Copy every line that contains the string "Store" from the entries below.

Data entries:
━━━━━━━━
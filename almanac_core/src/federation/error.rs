use thiserror::Error;

use crate::{catalog, idempotency};

pub type Result<T> = std::result::Result<T, Error>;

#[derive(Debug, Error)]
#[non_exhaustive]
pub enum Error {
    /// Not a JSON object, empty, or missing `@context`.
    #[error("invalid federation payload: {0}")]
    InvalidPayload(String),

    #[error("missing or invalid @id")]
    MissingId,

    #[error("missing @type")]
    MissingType,

    #[error("unsupported @type: {0}")]
    UnsupportedType(String),

    #[error("missing required field: {0}")]
    MissingRequiredField(String),

    #[error("invalid date format in {0} (expected RFC 3339)")]
    InvalidDateFormat(String),

    #[error("unknown federation node: {0}")]
    UnknownNode(String),

    #[error("sync is disabled for node {0}")]
    NodeSyncDisabled(String),

    #[error("invalid input: {0}")]
    InvalidInput(String),

    #[error("conflicting write: {constraint}")]
    Conflict { constraint: String },

    #[error(transparent)]
    Idempotency(#[from] idempotency::Error),

    #[error(transparent)]
    Store(#[from] catalog::Error),

    #[error(transparent)]
    Serde(#[from] serde_json::Error),
}

impl Error {
    pub fn is_transient(&self) -> bool {
        match self {
            Self::Conflict { .. } => true,
            Self::Idempotency(e) => e.is_transient(),
            Self::Store(e) => e.is_transient(),
            _ => false,
        }
    }
}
━━━━━━━━
◆ **The completed task**:
    Store(#[from] catalog::Error),
            Self::Store(e) => e.is_transient(),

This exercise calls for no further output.